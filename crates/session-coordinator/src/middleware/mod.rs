//! Middleware for the session coordinator.
//!
//! # Components
//!
//! - `auth` - User token and room credential authentication
//! - `http_metrics` - HTTP request metrics for every response

pub mod auth;
pub mod http_metrics;

pub use auth::{require_room_credential, require_user_auth, AuthState, UserTokenValidator};
pub use http_metrics::http_metrics_middleware;
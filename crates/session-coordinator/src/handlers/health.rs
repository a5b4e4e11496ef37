//! Health check handlers.
//!
//! - `/health`: Liveness probe - returns OK if the process is running
//! - `/ready`: Readiness probe - checks storage and that the meeting registry
//!   still accepts work

use crate::models::ReadinessResponse;
use crate::routes::AppState;
use axum::extract::State;
use axum::http::StatusCode;
use axum::response::IntoResponse;
use axum::Json;
use std::sync::Arc;

/// Liveness probe handler. Checks no dependencies.
pub async fn health_check() -> &'static str {
    "OK"
}

/// Readiness probe handler.
///
/// Returns 200 when storage answers and the registry accepts new meetings,
/// 503 otherwise. Failure detail is logged, not returned.
#[tracing::instrument(skip_all, name = "sc.health.readiness")]
pub async fn readiness_check(State(state): State<Arc<AppState>>) -> impl IntoResponse {
    let storage_ok = match state.store.ping().await {
        Ok(()) => true,
        Err(e) => {
            tracing::warn!(
                target: "sc.health",
                error = %e,
                "Readiness check failed: storage error"
            );
            false
        }
    };

    let registry = match state.registry.status().await {
        Ok(status) => Some(status),
        Err(e) => {
            tracing::warn!(
                target: "sc.health",
                error = %e,
                "Readiness check failed: registry unavailable"
            );
            None
        }
    };

    let accepting = registry.as_ref().is_some_and(|s| s.accepting_new);
    let ready = storage_ok && accepting;

    let response = ReadinessResponse {
        status: if ready { "ready" } else { "not_ready" }.to_string(),
        storage: if storage_ok { "healthy" } else { "unhealthy" }.to_string(),
        active_meetings: registry.map_or(0, |s| s.active_meetings),
    };

    let status = if ready {
        StatusCode::OK
    } else {
        StatusCode::SERVICE_UNAVAILABLE
    };

    (status, Json(response))
}

#[cfg(test)]
mod tests {
    use super::*;

    #[tokio::test]
    async fn test_health_check() {
        assert_eq!(health_check().await, "OK");
    }
}
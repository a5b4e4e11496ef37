//! Common data types for session coordinator crates.

use serde::{Deserialize, Serialize};
use std::fmt;
use uuid::Uuid;

/// Unique identifier for a meeting. Doubles as the media room name.
#[derive(Debug, Clone, Copy, PartialEq, Eq, Hash, PartialOrd, Ord, Serialize, Deserialize)]
#[serde(transparent)]
pub struct MeetingId(pub Uuid);

impl MeetingId {
    /// Create a new random meeting ID
    #[must_use]
    pub fn new() -> Self {
        Self(Uuid::new_v4())
    }

    /// Room name used by the media-room service for this meeting.
    #[must_use]
    pub fn room_name(&self) -> String {
        self.0.to_string()
    }
}

impl Default for MeetingId {
    fn default() -> Self {
        Self::new()
    }
}

impl fmt::Display for MeetingId {
    fn fmt(&self, f: &mut fmt::Formatter<'_>) -> fmt::Result {
        self.0.fmt(f)
    }
}

impl From<Uuid> for MeetingId {
    fn from(id: Uuid) -> Self {
        Self(id)
    }
}

/// Identity of a room participant: an internal user id or a generated guest id.
#[derive(Debug, Clone, PartialEq, Eq, Hash, PartialOrd, Ord, Serialize, Deserialize)]
#[serde(transparent)]
pub struct ParticipantIdentity(String);

/// Prefix carried by every guest identity.
pub const GUEST_IDENTITY_PREFIX: &str = "guest-";

impl ParticipantIdentity {
    /// Identity for an authenticated user.
    #[must_use]
    pub fn user(user_id: &str) -> Self {
        Self(user_id.to_string())
    }

    /// Identity for an anonymous guest, built from CSPRNG-derived bytes.
    #[must_use]
    pub fn guest(id: Uuid) -> Self {
        Self(format!("{GUEST_IDENTITY_PREFIX}{id}"))
    }

    /// Wrap a stored identity string.
    #[must_use]
    pub fn from_stored(value: String) -> Self {
        Self(value)
    }

    /// Whether this identity was minted for a public-link join.
    #[must_use]
    pub fn is_guest(&self) -> bool {
        self.0.starts_with(GUEST_IDENTITY_PREFIX)
    }

    #[must_use]
    pub fn as_str(&self) -> &str {
        &self.0
    }
}

impl fmt::Display for ParticipantIdentity {
    fn fmt(&self, f: &mut fmt::Formatter<'_>) -> fmt::Result {
        f.write_str(&self.0)
    }
}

ACTION ITEM: Using the material above, return every line that holds the string "impl".

SOLUTION BELOW:
pub async fn readiness_check(State(state): State<Arc<AppState>>) -> impl IntoResponse {
impl MeetingId {
impl Default for MeetingId {
impl fmt::Display for MeetingId {
impl From<Uuid> for MeetingId {
impl ParticipantIdentity {
impl fmt::Display for ParticipantIdentity {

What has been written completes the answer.